The other more serious and disappointing loss (almost 1R) was in the Euro.  This tested to the downside drawing me in before promptly returning  back into the recent range which has established itself in the 1.30 – 1.33 range.  This market really interests me.  With such bad news going on it has certainly defied logical expectations and virtually all of the pricing expectations from commentators and analysts over the past six months.  Many were calling for pricing in the 1.25 to 1.30 range late last year, and really the fundamentals are as bad as they were then.  Additionally the recent hike in Spanish yields and return of recession in that country have shown that LTRO (the European Central Bank’s inventive version of Quantitative Easing designed not to anger German sensibilities too much) isn’t really showing convincing results.

This morning Bloomberg showed an interesting discussion involving Ron Paul and Paul Krugman.  Although neither really answered the other very well it showed the usual discourse that the negative GDP and poor unemployment statistics in Spain show that the austerity programme is the wrong remedy.  I fail to understand this.  Spain has, like many countries in the EU, allowed an incredibly unbalanced economy to develop, one grossly dependant on speculative property development and investment.  That sham market completely collapsed.  In those circumstances it is surprising (and probably indicative of debt addition in terms of government borrowing to temporarily paper over the cracks) that there has been any economic growth at all.  Surely anyone with a sense of reason would realise that the Spanish economy will contract for some time as property values return to reality, the banking sector writes off huge amounts of its loan book which are based on fictitious property values and the allocation of resources and employment is rebalanced to other economic activity?

New Zealand and Australia face similar grave risks.  The Australian economy had an easy ride through the economic crisis but any analysis of property values vs. income shows it has a ticking timebomb of a property bubble.  As China shuts up shop in an attempt to unwind its deeply corrupt and manipulated growth fantasy of the past ten years, the contraction in the commodities market will bring these realities home for Australia.  New Zealand’s economy is dependent and correlated with Australia’s and will experience similar headwinds.  Property prices were hit in New Zealand when the Global Financial Crisis began as the dairy and meat boom wasn’t as strong as Australia’s resource bonanza, however they are still very high.  New Zealand is also extremely unbalanced, as Government’s and industry here have been happy to see our economy become dependent on milking the food commodity boom while doing nothing to help our manufacturing industry (smashed by erratic Reserve Bank interest rate hikes in the past) recover.  To make matters worse the Government seems determined to sell our land, and the dairy industry’s intellectual and genetic property to China.

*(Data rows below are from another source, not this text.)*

//! Feedback description and the capabilities that play it.
//!
//! The game only describes feedback: which cue to play, what to say and in
//! which voice. Playing it is the job of an `AudioCapability` and a
//! `SpeechCapability`, both process-wide resources the runtime acquires once
//! and may find missing.

pub mod voice;

use crate::error::FeedbackError;
use serde::{Deserialize, Serialize};

/// Oscillator shape of a tone.
#[derive(Debug, Clone, Copy, PartialEq, Eq, Serialize, Deserialize)]
#[serde(rename_all = "snake_case")]
pub enum Waveform {
    Sine,
    Square,
}

/// A single beep.
#[derive(Debug, Clone, Copy, PartialEq, Serialize, Deserialize)]
pub struct Tone {
    pub frequency_hz: f32,
    pub duration_ms: u64,
    pub waveform: Waveform,
    pub volume: f32,
}

/// A tone and when to start it, relative to the start of its cue.
#[derive(Debug, Clone, Copy, PartialEq, Serialize)]
pub struct ToneStep {
    pub offset_ms: u64,
    pub tone: Tone,
}

const CUE_VOLUME: f32 = 0.05;

/// Audible answer to a resolved triple.
#[derive(Debug, Clone, Copy, PartialEq, Eq, Serialize, Deserialize)]
#[serde(rename_all = "snake_case")]
pub enum ToneCue {
    Success,
    Failure,
}

impl ToneCue {
    /// Success climbs, failure drops on a harsher waveform.
    pub fn steps(self) -> [ToneStep; 2] {
        match self {
            Self::Success => [
                ToneStep {
                    offset_ms: 0,
                    tone: Tone {
                        frequency_hz: 880.0,
                        duration_ms: 120,
                        waveform: Waveform::Sine,
                        volume: CUE_VOLUME,
                    },
                },
                ToneStep {
                    offset_ms: 120,
                    tone: Tone {
                        frequency_hz: 1320.0,
                        duration_ms: 120,
                        waveform: Waveform::Sine,
                        volume: CUE_VOLUME,
                    },
                },
            ],
            Self::Failure => [
                ToneStep {
                    offset_ms: 0,
                    tone: Tone {
                        frequency_hz: 200.0,
                        duration_ms: 180,
                        waveform: Waveform::Square,
                        volume: CUE_VOLUME,
                    },
                },
                ToneStep {
                    offset_ms: 180,
                    tone: Tone {
                        frequency_hz: 160.0,
                        duration_ms: 220,
                        waveform: Waveform::Square,
                        volume: CUE_VOLUME,
                    },
                },
            ],
        }
    }
}

/// A voice offered by the speech backend.
#[derive(Debug, Clone, PartialEq, Eq, Serialize, Deserialize)]
pub struct Voice {
    pub id: String,
    pub language: String,
}

impl Voice {
    pub fn new(id: impl Into<String>, language: impl Into<String>) -> Self {
        Self {
            id: id.into(),
            language: language.into(),
        }
    }
}

/// Everything the speech backend needs to say one word.
#[derive(Debug, Clone, PartialEq, Serialize)]
pub struct Utterance {
    pub text: String,
    pub voice_id: Option<String>,
    pub language: String,
    pub rate: f32,
    pub pitch: f32,
}

/// Tone output device.
pub trait AudioCapability: Send {
    /// Backend identifier for logs.
    fn name(&self) -> &'static str;

    /// Open the output device. Called once before the first tone.
    fn acquire(&mut self) -> Result<(), FeedbackError>;

    /// Close the output device.
    fn release(&mut self);

    /// Start a tone and return without waiting for it to finish.
    fn play_tone(&mut self, tone: &Tone) -> Result<(), FeedbackError>;
}

/// Text-to-speech engine.
pub trait SpeechCapability: Send {
    /// Backend identifier for logs.
    fn name(&self) -> &'static str;

    fn acquire(&mut self) -> Result<(), FeedbackError>;

    fn release(&mut self);

    /// Voices currently installed. May be empty until the engine has loaded them.
    fn list_voices(&mut self) -> Result<Vec<Voice>, FeedbackError>;

    /// Start speaking and return without waiting for the end of speech.
    fn speak(&mut self, utterance: &Utterance) -> Result<(), FeedbackError>;

    /// Stop whatever is being said.
    fn cancel(&mut self) -> Result<(), FeedbackError>;
}

#[cfg(test)]
mod tests {
    use super::*;

    #[test]
    fn success_climbs_and_failure_drops() {
        let [first, second] = ToneCue::Success.steps();
        assert!(second.tone.frequency_hz > first.tone.frequency_hz);
        assert!(second.offset_ms >= first.tone.duration_ms);

        let [first, second] = ToneCue::Failure.steps();
        assert!(second.tone.frequency_hz < first.tone.frequency_hz);
        assert_eq!(first.tone.waveform, Waveform::Square);
    }

    #[test]
    fn cues_use_different_waveforms() {
        assert_ne!(
            ToneCue::Success.steps()[0].tone.waveform,
            ToneCue::Failure.steps()[0].tone.waveform
        );
    }
}
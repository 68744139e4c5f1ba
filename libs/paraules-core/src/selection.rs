//! Pending selection per column and triple-match resolution.

use crate::types::Column;
use serde::Serialize;

/// Where the resolver stands, derived from how many columns hold a pick.
#[derive(Debug, Clone, Copy, PartialEq, Eq, Serialize)]
#[serde(rename_all = "snake_case")]
pub enum SelectionState {
    Idle,
    Partial,
    Evaluating,
}

/// Outcome of comparing a full triple.
#[derive(Debug, Clone, PartialEq, Eq, Serialize)]
#[serde(tag = "type", content = "key", rename_all = "snake_case")]
pub enum Resolution {
    Matched(String),
    Mismatched,
}

/// At most one picked key per column.
#[derive(Debug, Clone, Default, PartialEq, Eq, Serialize)]
pub struct PendingSelection {
    pub word: Option<String>,
    pub sound: Option<String>,
    pub image: Option<String>,
}

impl PendingSelection {
    pub fn get(&self, column: Column) -> Option<&str> {
        self.slot(column).as_deref()
    }

    fn slot(&self, column: Column) -> &Option<String> {
        match column {
            Column::Word => &self.word,
            Column::Sound => &self.sound,
            Column::Image => &self.image,
        }
    }

    fn slot_mut(&mut self, column: Column) -> &mut Option<String> {
        match column {
            Column::Word => &mut self.word,
            Column::Sound => &mut self.sound,
            Column::Image => &mut self.image,
        }
    }

    pub fn state(&self) -> SelectionState {
        let filled = Column::ALL
            .iter()
            .filter(|column| self.slot(**column).is_some())
            .count();
        match filled {
            0 => SelectionState::Idle,
            3 => SelectionState::Evaluating,
            _ => SelectionState::Partial,
        }
    }

    /// Pick `key` in `column`, or drop it if that column already held it.
    pub fn toggle(&mut self, column: Column, key: &str) {
        let slot = self.slot_mut(column);
        if slot.as_deref() == Some(key) {
            *slot = None;
        } else {
            *slot = Some(key.to_string());
        }
    }

    /// If every column holds a pick, take all three and leave the selection empty.
    pub fn take_triple(&mut self) -> Option<[String; 3]> {
        if self.state() != SelectionState::Evaluating {
            return None;
        }
        let taken = std::mem::take(self);
        match (taken.word, taken.sound, taken.image) {
            (Some(word), Some(sound), Some(image)) => Some([word, sound, image]),
            _ => None,
        }
    }

    pub fn clear(&mut self) {
        *self = Self::default();
    }

    pub fn is_empty(&self) -> bool {
        self.state() == SelectionState::Idle
    }
}

/// All three picks must name the same item; two out of three is a miss.
pub fn resolve(triple: &[String; 3]) -> Resolution {
    let [word, sound, image] = triple;
    if word == sound && word == image {
        Resolution::Matched(word.clone())
    } else {
        Resolution::Mismatched
    }
}

#[cfg(test)]
mod tests {
    use super::*;
    use pretty_assertions::assert_eq;

    fn triple(word: &str, sound: &str, image: &str) -> [String; 3] {
        [word.to_string(), sound.to_string(), image.to_string()]
    }

    #[test]
    fn states_follow_filled_slots() {
        let mut pending = PendingSelection::default();
        assert_eq!(pending.state(), SelectionState::Idle);
        pending.toggle(Column::Word, "gos");
        assert_eq!(pending.state(), SelectionState::Partial);
        pending.toggle(Column::Image, "gat");
        assert_eq!(pending.state(), SelectionState::Partial);
        pending.toggle(Column::Sound, "sol");
        assert_eq!(pending.state(), SelectionState::Evaluating);
    }

    #[test]
    fn same_key_twice_toggles_off() {
        let mut pending = PendingSelection::default();
        pending.toggle(Column::Sound, "gos");
        pending.toggle(Column::Sound, "gos");
        assert!(pending.is_empty());
        assert_eq!(pending.get(Column::Sound), None);
    }

    #[test]
    fn different_key_replaces_pick() {
        let mut pending = PendingSelection::default();
        pending.toggle(Column::Word, "gos");
        pending.toggle(Column::Word, "gat");
        assert_eq!(pending.get(Column::Word), Some("gat"));
    }

    #[test]
    fn take_triple_only_when_full_and_clears() {
        let mut pending = PendingSelection::default();
        pending.toggle(Column::Word, "gos");
        pending.toggle(Column::Sound, "gos");
        assert_eq!(pending.take_triple(), None);
        assert_eq!(pending.get(Column::Word), Some("gos"));

        pending.toggle(Column::Image, "gos");
        assert_eq!(pending.take_triple(), Some(triple("gos", "gos", "gos")));
        assert!(pending.is_empty());
    }

    #[test]
    fn resolve_requires_all_three() {
        assert_eq!(
            resolve(&triple("gos", "gos", "gos")),
            Resolution::Matched("gos".to_string())
        );
        assert_eq!(resolve(&triple("gos", "gat", "sol")), Resolution::Mismatched);
        assert_eq!(resolve(&triple("gos", "gos", "sol")), Resolution::Mismatched);
        assert_eq!(resolve(&triple("sol", "gos", "gos")), Resolution::Mismatched);
    }
}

There are signs that the US economy is recovering, and the Presidential election usually leads to a more positive sentiment and upward leg of the economic cycle as the economy is primed in any way possible.  This will have a positive impact – the US is still the biggest economy in the world and at least has crony capitalism rather than China’s make-believe centrally planned fiction.  I think we’re into a positive leg of the cycle and will grow despite the odds as people gradually shrug off bad news and begin taking risk.  However the difficult times for an overleveraged dairy industry (in terms of farmer’s debt and high land prices) and long process of flat real property prices will keep things in check for a few years yet.  In my humble opinion!